The order's contents determines how it moves through the Supplier workflow, and steps in the workflow communicate to each other asynchronously. Subsequent steps in the workflow do not have to validate the document because the service endpoint already converted it to the application's internal format. Once the order is filled and the invoice prepared, the Supplier sends the invoice to the OPC Web service endpoint. Its Invoice Sender JAX-RPC client follows steps similar to the OPC's Supplier Order Sender JAX-RPC client.

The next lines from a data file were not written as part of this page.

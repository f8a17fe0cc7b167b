//! Fan-out/fan-in orchestration of store fetches.

use std::collections::BTreeMap;
use std::sync::Arc;

use chrono::{DateTime, Days, Duration, NaiveDate, NaiveTime, Utc};
use tokio::task::JoinSet;

use circa_core::{
    CorrelationOrder, CorrelationPoint, DaySet, Event, EventCategory, FastingSummary,
    FrequentActivity, Timeline, TimelineConfig, correlate, distant_past, eating_times_by_day,
    fasting_summary, frequent_activities, lookback_days, max_fasting_by_day, reconstruct_timeline,
};

use crate::error::{InputSide, QueryError};
use crate::source::{EventSource, MeasureSource};

/// Midnight at the start of `day`, in UTC.
fn day_start(day: NaiveDate) -> DateTime<Utc> {
    day.and_time(NaiveTime::MIN).and_utc()
}

/// Store-backed circadian analytics.
///
/// Each operation issues the fetches it needs concurrently, waits for all of
/// them (or for the first failure), then runs the pure reconstruction and
/// aggregation over the joined, immutable snapshots. On the first fetch
/// error the operation short-circuits: outstanding fetches are abandoned and
/// no partial data reaches the pure stage.
#[derive(Debug, Clone)]
pub struct TimelineService<S> {
    source: Arc<S>,
    config: TimelineConfig,
}

impl<S> TimelineService<S>
where
    S: EventSource + 'static,
{
    /// Creates a service over `source` with the default reconstruction
    /// configuration.
    #[must_use]
    pub fn new(source: Arc<S>) -> Self {
        Self::with_config(source, TimelineConfig::default())
    }

    #[must_use]
    pub const fn with_config(source: Arc<S>, config: TimelineConfig) -> Self {
        Self { source, config }
    }

    async fn fetch_window(
        &self,
        start: DateTime<Utc>,
        end: DateTime<Utc>,
    ) -> Result<Vec<Event>, QueryError> {
        self.source
            .fetch_events(&EventCategory::ALL, start, end)
            .await
            .map_err(|err| QueryError::FetchFailed(Box::new(err)))
    }

    /// Reconstructs the circadian timeline for `[start, end]`.
    pub async fn timeline(
        &self,
        start: DateTime<Utc>,
        end: DateTime<Utc>,
    ) -> Result<Timeline, QueryError> {
        let events = self.fetch_window(start, end).await?;
        Ok(reconstruct_timeline(&events, start, end, &self.config))
    }

    /// Total eating time per day over the store's whole history up to
    /// `until`, in hours.
    pub async fn eating_times(
        &self,
        until: DateTime<Utc>,
    ) -> Result<BTreeMap<NaiveDate, f64>, QueryError> {
        let timeline = self.timeline(distant_past(), until).await?;
        Ok(eating_times_by_day(&timeline))
    }

    /// Maximum fasting window per day over the store's whole history up to
    /// `until`, in hours.
    pub async fn max_fasting_times(
        &self,
        until: DateTime<Utc>,
    ) -> Result<BTreeMap<NaiveDate, f64>, QueryError> {
        let timeline = self.timeline(distant_past(), until).await?;
        Ok(max_fasting_by_day(&timeline))
    }

    /// Combined eating/fasting statistics for the 24 hours ending at `at`.
    pub async fn fasting_summary(&self, at: DateTime<Utc>) -> Result<FastingSummary, QueryError> {
        let timeline = self.timeline(at - Duration::hours(24), at).await?;
        Ok(fasting_summary(&timeline))
    }

    /// Recurring-activity suggestions for `reference_day`.
    ///
    /// Fans out one fetch per historical lookback day, fails fast on the
    /// first store error, and dedupes the recurring intervals found across
    /// consecutive day pairs.
    pub async fn frequent_activities(
        &self,
        reference_day: NaiveDate,
    ) -> Result<Vec<FrequentActivity>, QueryError> {
        let days = lookback_days(reference_day);
        tracing::debug!(fetches = days.len(), %reference_day, "fanning out lookback fetches");

        let mut fetches = JoinSet::new();
        for (index, day) in days.iter().copied().enumerate() {
            let source = Arc::clone(&self.source);
            let start = day_start(day);
            let end = day_start(day + Days::new(1));
            fetches.spawn(async move {
                let events = source.fetch_events(&EventCategory::ALL, start, end).await;
                (index, events)
            });
        }

        // Reassemble results in lookback order; the pairwise merge below
        // depends on consecutive days sitting next to each other.
        let mut per_day: Vec<Vec<Event>> = vec![Vec::new(); days.len()];
        while let Some(joined) = fetches.join_next().await {
            let (index, fetched) = joined.map_err(|err| QueryError::FetchFailed(Box::new(err)))?;
            match fetched {
                Ok(events) => per_day[index] = events,
                // Dropping the set aborts every outstanding fetch.
                Err(err) => return Err(QueryError::FetchFailed(Box::new(err))),
            }
        }

        let day_sets: Vec<DaySet> = days
            .into_iter()
            .zip(per_day)
            .map(|(day, events)| DaySet { day, events })
            .collect();
        Ok(frequent_activities(&day_sets, reference_day, &self.config))
    }

    /// Joins a measure series against maximum fasting times per day.
    ///
    /// The measure fetch and the fasting computation run concurrently; if
    /// either side fails the other is abandoned and the error reports which
    /// input was missing.
    pub async fn correlate_with_fasting<M>(
        &self,
        measures: &M,
        start: DateTime<Utc>,
        end: DateTime<Utc>,
        order: CorrelationOrder,
    ) -> Result<Vec<CorrelationPoint<M::Sample>>, QueryError>
    where
        M: MeasureSource,
    {
        let measure_side = async {
            measures
                .fetch_measures(start, end)
                .await
                .map_err(|err| QueryError::IncompleteInputs {
                    side: InputSide::Measure,
                    source: Box::new(err),
                })
        };
        let fasting_side = async {
            let events = self
                .source
                .fetch_events(&EventCategory::ALL, distant_past(), end)
                .await
                .map_err(|err| QueryError::IncompleteInputs {
                    side: InputSide::Fasting,
                    source: Box::new(err),
                })?;
            let timeline = reconstruct_timeline(&events, distant_past(), end, &self.config);
            Ok(max_fasting_by_day(&timeline))
        };

        let (samples, fasting) = tokio::try_join!(measure_side, fasting_side)?;
        Ok(correlate(samples, &fasting, order))
    }
}
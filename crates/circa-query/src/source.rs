//! Store traits implemented by callers.
//!
//! The external health store (the system's only boundary) is abstracted as
//! two fetch capabilities. Implementations are expected to be asynchronous
//! and may complete on arbitrary workers; any timeout policy is theirs.

use std::future::Future;

use chrono::{DateTime, Utc};
use circa_core::{DailySample, Event, EventCategory};

/// Supplies raw circadian events for a time range.
pub trait EventSource: Send + Sync {
    type Error: std::error::Error + Send + Sync + 'static;

    /// Fetches all events of the given categories overlapping
    /// `[start, end]`. Returned events need not be sorted and may overlap
    /// one another.
    fn fetch_events(
        &self,
        categories: &[EventCategory],
        start: DateTime<Utc>,
        end: DateTime<Utc>,
    ) -> impl Future<Output = Result<Vec<Event>, Self::Error>> + Send;
}

/// Supplies numeric measure samples (e.g. daily statistics) for a time
/// range, for correlation against fasting durations.
pub trait MeasureSource: Send + Sync {
    type Sample: DailySample + Send;
    type Error: std::error::Error + Send + Sync + 'static;

    fn fetch_measures(
        &self,
        start: DateTime<Utc>,
        end: DateTime<Utc>,
    ) -> impl Future<Output = Result<Vec<Self::Sample>, Self::Error>> + Send;
}
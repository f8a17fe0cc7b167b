//! Recurring-activity detection across historical days.
//!
//! Powers "you usually have breakfast around 8am" style suggestions without
//! a persisted schedule model: a rolling window of historical days is
//! reconstructed, recurring non-fasting intervals are collected, and the
//! survivors are projected onto the reference day. Caching the computed set
//! is the caller's concern.

use std::collections::HashMap;

use chrono::{DateTime, Datelike, Days, Duration, NaiveDate, NaiveTime, Utc, Weekday};
use rayon::prelude::*;

use crate::event::Event;
use crate::timeline::{
    CircadianState, Timeline, TimelineConfig, TimelinePoint, reconstruct_timeline,
};

/// The raw events fetched for one historical calendar day.
#[derive(Debug, Clone)]
pub struct DaySet {
    pub day: NaiveDate,
    pub events: Vec<Event>,
}

/// A recurring activity projected onto the reference day.
#[derive(Debug, Clone, PartialEq, Eq)]
pub struct FrequentActivity {
    /// Human-readable label, derived from the circadian state.
    pub desc: String,
    /// Start time on the reference day.
    pub start: DateTime<Utc>,
    /// How long the activity lasts.
    pub duration: Duration,
}

/// Midnight at the start of `day`, in UTC.
fn day_start(day: NaiveDate) -> DateTime<Utc> {
    day.and_time(NaiveTime::MIN).and_utc()
}

/// The historical days to query for a given reference day.
///
/// Early-week days look back at yesterday, the day before, and last week's
/// matching weekday; Friday and Saturday look back at the matching day of
/// each of the past four weeks. Every queried day is paired with its eve,
/// since sleep events span the midnight boundary.
#[must_use]
pub fn lookback_days(reference: NaiveDate) -> Vec<NaiveDate> {
    if matches!(reference.weekday(), Weekday::Fri | Weekday::Sat) {
        (1..=4)
            .flat_map(|weeks| {
                let same_day = reference - Days::new(7 * weeks);
                [same_day - Days::new(1), same_day]
            })
            .collect()
    } else {
        let last_week = reference - Days::new(7);
        vec![
            last_week - Days::new(1),
            last_week,
            reference - Days::new(2),
            reference - Days::new(1),
        ]
    }
}

/// Detects recurring activities over several historical days and projects
/// them onto `reference_day`.
///
/// Consecutive queried days exactly one day apart are reconstructed and
/// merged pairwise; every aligned same-state non-fasting endpoint pair in
/// the merged stream becomes a candidate activity. Candidates are then
/// re-anchored to the reference day (preserving time-of-day) and
/// deduplicated by their (time-of-day, duration) key; a later candidate
/// silently replaces an earlier one with the same key. The result is sorted
/// by start time.
#[must_use]
pub fn frequent_activities(
    day_sets: &[DaySet],
    reference_day: NaiveDate,
    config: &TimelineConfig,
) -> Vec<FrequentActivity> {
    let timelines: Vec<(NaiveDate, Timeline)> = day_sets
        .par_iter()
        .map(|set| {
            let start = day_start(set.day);
            let end = day_start(set.day + Days::new(1));
            (set.day, reconstruct_timeline(&set.events, start, end, config))
        })
        .collect();

    let mut candidates: Vec<FrequentActivity> = Vec::new();
    for pair in timelines.windows(2) {
        let (first_day, first) = &pair[0];
        let (second_day, second) = &pair[1];
        if *second_day != *first_day + Days::new(1) {
            continue;
        }

        let merged: Vec<TimelinePoint> = first
            .points()
            .iter()
            .chain(second.points().iter())
            .copied()
            .collect();
        for (index, edge) in merged.iter().enumerate() {
            if index % 2 != 0 {
                continue;
            }
            let Some(next) = merged.get(index + 1) else {
                continue;
            };
            if edge.state != CircadianState::Fasting && edge.state == next.state {
                candidates.push(FrequentActivity {
                    desc: edge.state.to_string(),
                    start: edge.at,
                    duration: next.at - edge.at,
                });
            }
        }
    }

    // Project onto the reference day and deduplicate.
    let mut by_key: HashMap<(i64, i64), FrequentActivity> = HashMap::new();
    for candidate in candidates {
        let offset = candidate.start - day_start(candidate.start.date_naive());
        let start = day_start(reference_day) + offset;
        by_key.insert(
            (offset.num_seconds(), candidate.duration.num_seconds()),
            FrequentActivity { start, ..candidate },
        );
    }

    let mut activities: Vec<FrequentActivity> = by_key.into_values().collect();
    activities.sort_by_key(|activity| activity.start);
    activities
}

#[cfg(test)]
mod tests {
    use chrono::TimeZone;

    use crate::event::EventCategory;

    use super::*;

    fn date(day: u32) -> NaiveDate {
        NaiveDate::from_ymd_opt(2025, 3, day).expect("valid test date")
    }

    fn at(day: u32, h: u32, m: u32) -> DateTime<Utc> {
        Utc.with_ymd_and_hms(2025, 3, day, h, m, 0)
            .single()
            .expect("valid test timestamp")
    }

    fn meal_day(day: u32) -> DaySet {
        DaySet {
            day: date(day),
            events: vec![Event::new(at(day, 8, 0), at(day, 8, 30), EventCategory::Meal)],
        }
    }

    #[test]
    fn repeated_meal_dedupes_to_one_suggestion() {
        let activities = frequent_activities(
            &[meal_day(10), meal_day(11)],
            date(12),
            &TimelineConfig::default(),
        );

        assert_eq!(activities.len(), 1);
        let activity = &activities[0];
        assert_eq!(activity.desc, "meal");
        assert_eq!(activity.start, at(12, 8, 0));
        assert_eq!(activity.duration, Duration::minutes(30));
    }

    #[test]
    fn non_consecutive_days_are_not_merged() {
        let activities = frequent_activities(
            &[meal_day(10), meal_day(13)],
            date(14),
            &TimelineConfig::default(),
        );
        assert!(activities.is_empty());
    }

    #[test]
    fn distinct_activities_survive_dedup_sorted_by_start() {
        let mut second = meal_day(11);
        second.events.push(Event::new(
            at(11, 18, 0),
            at(11, 18, 45),
            EventCategory::Exercise,
        ));

        let activities = frequent_activities(
            &[meal_day(10), second],
            date(12),
            &TimelineConfig::default(),
        );

        assert_eq!(activities.len(), 2);
        assert_eq!(activities[0].desc, "meal");
        assert_eq!(activities[0].start, at(12, 8, 0));
        assert_eq!(activities[1].desc, "exercise");
        assert_eq!(activities[1].start, at(12, 18, 0));
        assert_eq!(activities[1].duration, Duration::minutes(45));
    }

    #[test]
    fn fasting_fills_never_become_suggestions() {
        // A day pair with nothing but one meal each still reconstructs long
        // fasting fills; none of them may surface as an activity.
        let activities = frequent_activities(
            &[meal_day(10), meal_day(11)],
            date(12),
            &TimelineConfig::default(),
        );
        assert!(activities.iter().all(|a| a.desc != "fasting"));
    }

    #[test]
    fn weekday_lookback_queries_last_week_and_recent_days() {
        // 2025-03-12 is a Wednesday.
        let days = lookback_days(date(12));
        assert_eq!(days, vec![date(4), date(5), date(10), date(11)]);
    }

    #[test]
    fn weekend_lookback_queries_past_four_weeks() {
        // 2025-03-15 is a Saturday.
        let days = lookback_days(date(15));
        assert_eq!(days.len(), 8);
        assert_eq!(days[0], date(7));
        assert_eq!(days[1], date(8));
        // Each queried day is preceded by its eve.
        for pair in days.chunks_exact(2) {
            assert_eq!(pair[1], pair[0] + Days::new(1));
        }
    }
}
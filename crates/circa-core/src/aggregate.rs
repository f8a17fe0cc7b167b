//! Reductions over a reconstructed timeline.
//!
//! All aggregations walk the two-point representation directly, pairing each
//! closing endpoint with the opening endpoint before it. Day buckets are
//! calendar days (time-of-day truncated) in UTC.

use std::collections::BTreeMap;

use chrono::{DateTime, Duration, NaiveDate, Utc};

use crate::timeline::{CircadianState, Timeline, TimelinePoint};

/// A generic predicate-filtered left-fold over timeline points.
///
/// The concrete reductions below are specializations of this shape; it is
/// public so callers can build their own.
pub fn fold_timeline<T, P, F>(timeline: &Timeline, mut predicate: P, fold: F, initial: T) -> T
where
    P: FnMut(&TimelinePoint) -> bool,
    F: FnMut(T, &TimelinePoint) -> T,
{
    timeline
        .points()
        .iter()
        .filter(|point| predicate(point))
        .fold(initial, fold)
}

/// Total eating time per calendar day, in hours.
///
/// Each meal interval's duration is bucketed under the day of the endpoint
/// preceding the meal's closing point, i.e. its (possibly nudged) start. For
/// a meal crossing midnight this attributes the whole meal to the day it
/// began. This asymmetric attribution is a deliberate behavioral policy kept
/// for parity with existing analytics.
#[must_use]
#[allow(clippy::cast_precision_loss)]
pub fn eating_times_by_day(timeline: &Timeline) -> BTreeMap<NaiveDate, f64> {
    let mut at_interval_start = true;
    let mut prev: Option<DateTime<Utc>> = None;
    let mut seconds_by_day: BTreeMap<NaiveDate, i64> = BTreeMap::new();

    for point in timeline.points() {
        if !at_interval_start {
            if let Some(prev_at) = prev {
                if point.state == CircadianState::Meal {
                    *seconds_by_day.entry(prev_at.date_naive()).or_insert(0) +=
                        (point.at - prev_at).num_seconds();
                }
            }
        }
        at_interval_start = !at_interval_start;
        prev = Some(point.at);
    }

    seconds_by_day
        .into_iter()
        .map(|(day, seconds)| (day, seconds as f64 / 3600.0))
        .collect()
}

/// Maximum fasting window per calendar day, in hours.
///
/// Meal endpoints are filtered out, and runs of the remaining fasting-class
/// endpoints are accumulated: a run keeps extending while consecutive
/// filtered endpoints coincide exactly, and closes as soon as they differ
/// (which is where a meal, or an epsilon-nudged boundary, sat). Each closed
/// run is bucketed under the day it started, keeping the maximum.
#[must_use]
pub fn max_fasting_by_day(timeline: &Timeline) -> BTreeMap<NaiveDate, f64> {
    let mut at_interval_start = true;
    let mut run_start: Option<DateTime<Utc>> = None;
    let mut prev: Option<DateTime<Utc>> = None;
    let mut seconds_by_day: BTreeMap<NaiveDate, i64> = BTreeMap::new();

    let fasting_class = timeline
        .points()
        .iter()
        .filter(|point| point.state.is_fasting_class());

    for point in fasting_class {
        if at_interval_start {
            match (run_start, prev) {
                (Some(start), Some(prev_at)) if point.at != prev_at => {
                    record_run(&mut seconds_by_day, start, prev_at);
                    run_start = Some(point.at);
                }
                (None, _) => run_start = Some(point.at),
                _ => {}
            }
        }
        at_interval_start = !at_interval_start;
        prev = Some(point.at);
    }

    // Close the trailing run.
    if let (Some(start), Some(prev_at)) = (run_start, prev) {
        if start != prev_at {
            record_run(&mut seconds_by_day, start, prev_at);
        }
    }

    to_hours(seconds_by_day)
}

fn record_run(
    seconds_by_day: &mut BTreeMap<NaiveDate, i64>,
    start: DateTime<Utc>,
    end: DateTime<Utc>,
) {
    let duration = (end - start).num_seconds();
    let entry = seconds_by_day.entry(start.date_naive()).or_insert(duration);
    *entry = (*entry).max(duration);
}

#[allow(clippy::cast_precision_loss)]
fn to_hours(seconds_by_day: BTreeMap<NaiveDate, i64>) -> BTreeMap<NaiveDate, f64> {
    seconds_by_day
        .into_iter()
        .map(|(day, seconds)| (day, seconds as f64 / 3600.0))
        .collect()
}

/// Combined single-pass statistics over one timeline.
///
/// Unlike [`max_fasting_by_day`], the running fasting window here is tracked
/// by interval state, so it survives epsilon-nudged boundaries and merges
/// every consecutive non-meal interval into one window. Both behaviors are
/// intentional and used by different consumers.
#[derive(Debug, Clone, Copy, PartialEq, Eq)]
pub struct FastingSummary {
    /// Total time spent eating.
    pub eating: Duration,
    /// The most recent meal endpoint seen, if any.
    pub last_meal_at: Option<DateTime<Utc>>,
    /// The longest run of consecutive non-meal intervals.
    pub max_fasting_window: Duration,
    /// The length of the final (possibly still open) non-meal run.
    pub current_fasting_window: Duration,
}

#[must_use]
pub fn fasting_summary(timeline: &Timeline) -> FastingSummary {
    let mut eating = Duration::zero();
    let mut last_meal_at: Option<DateTime<Utc>> = None;
    let mut max_fasting = Duration::zero();
    let mut current_fasting = Duration::zero();
    let mut at_interval_start = true;
    let mut prev: Option<TimelinePoint> = None;
    let mut prev_state_was_fasting = false;

    for point in timeline.points() {
        let is_fasting = point.state.is_fasting_class();
        if at_interval_start {
            if let Some(prev_point) = prev {
                prev_state_was_fasting = prev_point.state.is_fasting_class();
            }
        } else if let Some(prev_point) = prev {
            let duration = point.at - prev_point.at;
            if prev_state_was_fasting && is_fasting {
                current_fasting += duration;
                max_fasting = max_fasting.max(current_fasting);
            } else if is_fasting {
                current_fasting = duration;
                max_fasting = max_fasting.max(current_fasting);
            } else {
                eating += duration;
            }
        }
        if point.state == CircadianState::Meal {
            last_meal_at = Some(point.at);
        }
        at_interval_start = !at_interval_start;
        prev = Some(*point);
    }

    FastingSummary {
        eating,
        last_meal_at,
        max_fasting_window: max_fasting,
        current_fasting_window: current_fasting,
    }
}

The service endpoint receives the document and validates it against the TPAInvoice.xsd XML schema. If valid, it sends the document to the InvoiceRcvr step, which asynchronously passes it to the next step in the invoice handling workflow.

1.8 Conclusion

This document describes those situations for which Web services provide a best solution. It illustrates how Web services may use object-centric or document-centric processing, and that their interactions may be based on RPC or asynchronous messaging. The choice of Web service design is often a matter of the existing applications or the purpose of the service. The document recommends guidelines for designing Web services to meet particular needs and for optimal implementation of these services.